##### RECORDS SHOWN
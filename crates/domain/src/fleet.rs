// Copyright (C) 2026 Fred Clausen
// Use of this source code is governed by an MIT-style
// license that can be found in the LICENSE file or at
// https://opensource.org/licenses/MIT.

//! Fleets group units and save them along with themselves.

use std::cell::RefCell;
use std::rc::Rc;
use std::sync::LazyLock;

use dbrow::{DependentRow, Entity, PropertyDescriptor, PropertyScheme, RowState};
use tracing::debug;

use crate::error::DomainError;
use crate::unit::Unit;

/// A named group of units.
#[derive(Debug, Default)]
pub struct Fleet {
    row: RowState,
    name: String,
    code: Option<String>,
    units: Vec<Rc<RefCell<Unit>>>,
}

type FleetProperty = PropertyDescriptor<Fleet>;

static FLEET_SCHEME: LazyLock<PropertyScheme<Fleet>> = LazyLock::new(|| {
    PropertyScheme::new(vec![
        FleetProperty::new("name").field("name").slot(
            |fleet| fleet.name.clone().into(),
            |fleet, value| {
                fleet.name = value.decode::<Option<String>>("name")?.unwrap_or_default();
                Ok(())
            },
        ),
        FleetProperty::new("code")
            .field("code")
            .output(|value| match value {
                dbrow::Value::Text(code) => dbrow::Value::Text(code.to_uppercase()),
                other => other,
            })
            .slot(
                |fleet| fleet.code.clone().into(),
                |fleet, value| {
                    fleet.code = value.decode("code")?;
                    Ok(())
                },
            ),
    ])
});

impl Fleet {
    /// Creates an unsaved fleet.
    #[must_use]
    pub fn new() -> Self {
        Self::default()
    }

    #[must_use]
    pub fn name(&self) -> &str {
        &self.name
    }

    #[must_use]
    pub fn code(&self) -> Option<&str> {
        self.code.as_deref()
    }

    /// Attaches `unit` to this fleet.
    ///
    /// The unit's fleet reference is set to this fleet's id and the unit is
    /// saved whenever the fleet is saved, after the fleet itself.
    ///
    /// # Errors
    ///
    /// Returns `DomainError::FleetNotPersisted` if the fleet has no id yet,
    /// and `DomainError::AttachFailed` if the unit cannot be updated.
    pub fn attach(&mut self, unit: Rc<RefCell<Unit>>) -> Result<(), DomainError> {
        if self.is_new() {
            return Err(DomainError::FleetNotPersisted);
        }

        unit.try_borrow_mut()
            .map_err(|e| DomainError::AttachFailed(e.to_string()))?
            .set("fleet", self.id())
            .map_err(|e| DomainError::AttachFailed(e.to_string()))?;

        let dependent: DependentRow = unit.clone();
        self.row.add_dependent(dependent);
        self.units.push(unit);
        debug!(fleet = self.id(), units = self.units.len(), "Unit attached");
        Ok(())
    }

    /// Units attached to this fleet.
    #[must_use]
    pub fn units(&self) -> &[Rc<RefCell<Unit>>] {
        &self.units
    }

    /// Sum of the in-memory quantities of the attached units.
    #[must_use]
    pub fn total_quantity(&self) -> i64 {
        self.units.iter().map(|unit| unit.borrow().quantity()).sum()
    }
}

impl Entity for Fleet {
    const TABLE: &'static str = "fleets";

    fn scheme() -> &'static PropertyScheme<Self> {
        &FLEET_SCHEME
    }

    fn row_state(&self) -> &RowState {
        &self.row
    }

    fn row_state_mut(&mut self) -> &mut RowState {
        &mut self.row
    }

    fn is_empty(&self) -> bool {
        self.name.is_empty()
    }
}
##########
PROBLEM DETAILS:
Some lines of the records may hold the word "RowState". How many do? Answer with a number and nothing else.

ANSWER TO THE EXERCISE:
4